WHAT YOU SHOULD DO: Return the lines below that contain the word "MappingConverter".
*** DATA FOR REVIEW Section Begins ***
use crate::convert::MappingConverter;
use crate::errors::{CouchmapError, CouchmapResult, ErrorKind};
use crate::mapping::MappedEntity;
use crate::query::{BoundQuery, ViewQuery};
use crate::repository::{N1qlExecution, QueryExecution};
use crate::store::{QueryResult, StoreClient, StoredDocument};
use std::sync::Arc;

/// Entity level operations over a [StoreClient].
#[derive(Clone)]
pub struct CouchbaseTemplate {
    client: Arc<dyn StoreClient>,
    converter: MappingConverter,
}

impl CouchbaseTemplate {
    pub fn new(client: Arc<dyn StoreClient>, converter: MappingConverter) -> Self {
        CouchbaseTemplate { client, converter }
    }

    pub fn client(&self) -> &Arc<dyn StoreClient> {
        &self.client
    }

    pub fn converter(&self) -> &MappingConverter {
        &self.converter
    }

    pub fn bucket_name(&self) -> &str {
        self.client.bucket_name()
    }

    /// Inserts or replaces `entity` and returns the new CAS.
    ///
    /// When the entity carries a version, the stored document must still have
    /// that CAS, otherwise the save fails with `CasMismatch`.
    pub fn save<T: MappedEntity>(&self, entity: &T) -> CouchmapResult<u64> {
        let stored = self.to_stored(entity)?;
        self.client.upsert(stored)
    }

    /// Inserts `entity`, failing with `DocumentExists` when the id is taken.
    pub fn insert<T: MappedEntity>(&self, entity: &T) -> CouchmapResult<u64> {
        let stored = self.to_stored(entity)?;
        self.client.insert(stored.with_cas(0))
    }

    pub fn find_by_id<T: MappedEntity>(&self, id: &str) -> CouchmapResult<Option<T>> {
        match self.client.get(id)? {
            Some(stored) => self
                .converter
                .read_raw(stored.id(), stored.content(), stored.cas())
                .map(Some),
            None => Ok(None),
        }
    }

    pub fn exists(&self, id: &str) -> CouchmapResult<bool> {
        Ok(self.client.get(id)?.is_some())
    }

    pub fn remove_by_id(&self, id: &str) -> CouchmapResult<()> {
        self.client.remove(id)
    }

    /// Runs a query and fails with `QueryError` unless it succeeded.
    pub fn query_n1ql(&self, query: &BoundQuery) -> CouchmapResult<QueryResult> {
        let result = self.client.query(query)?;
        if result.is_success() {
            Ok(result)
        } else {
            log::error!("Query {} failed: {:?}", query.statement(), result.errors());
            Err(CouchmapError::new(
                &format!(
                    "Unable to execute query '{}': {}",
                    query.statement(),
                    result.errors().join(", ")
                ),
                ErrorKind::QueryError,
            ))
        }
    }

    /// Runs an entity query and converts every row.
    pub fn find_by_n1ql<T: MappedEntity>(&self, query: &BoundQuery) -> CouchmapResult<Vec<T>> {
        N1qlExecution::<T>::new(self.client.clone(), self.converter.clone()).execute_collection(query)
    }

    /// Loads the documents emitting the rows of a view.
    ///
    /// Rows without a document id, and ids whose document is gone, are
    /// skipped.
    pub fn find_by_view<T: MappedEntity>(&self, query: &ViewQuery) -> CouchmapResult<Vec<T>> {
        let rows = self.client.query_view(query)?;
        let mut entities = Vec::with_capacity(rows.len());
        for row in rows {
            if let Some(id) = row.id() {
                if let Some(entity) = self.find_by_id(id)? {
                    entities.push(entity);
                }
            }
        }
        Ok(entities)
    }

    fn to_stored<T: MappedEntity>(&self, entity: &T) -> CouchmapResult<StoredDocument> {
        let document = self.converter.to_document(entity)?;
        let (Some(id), Some(raw_value)) = (document.id(), document.raw_value()) else {
            log::error!("Converted document has no id or content");
            return Err(CouchmapError::new(
                "Converted document is missing its id or content",
                ErrorKind::InternalError,
            ));
        };

        Ok(StoredDocument::new(id, raw_value)
            .with_cas(document.version().unwrap_or(0))
            .with_expiry(document.expiry()))
    }
}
*** DATA FOR REVIEW Section Ends ***
RESPONSE FOR THIS EXERCISE:
use crate::convert::MappingConverter;
    converter: MappingConverter,
    pub fn new(client: Arc<dyn StoreClient>, converter: MappingConverter) -> Self {
    pub fn converter(&self) -> &MappingConverter {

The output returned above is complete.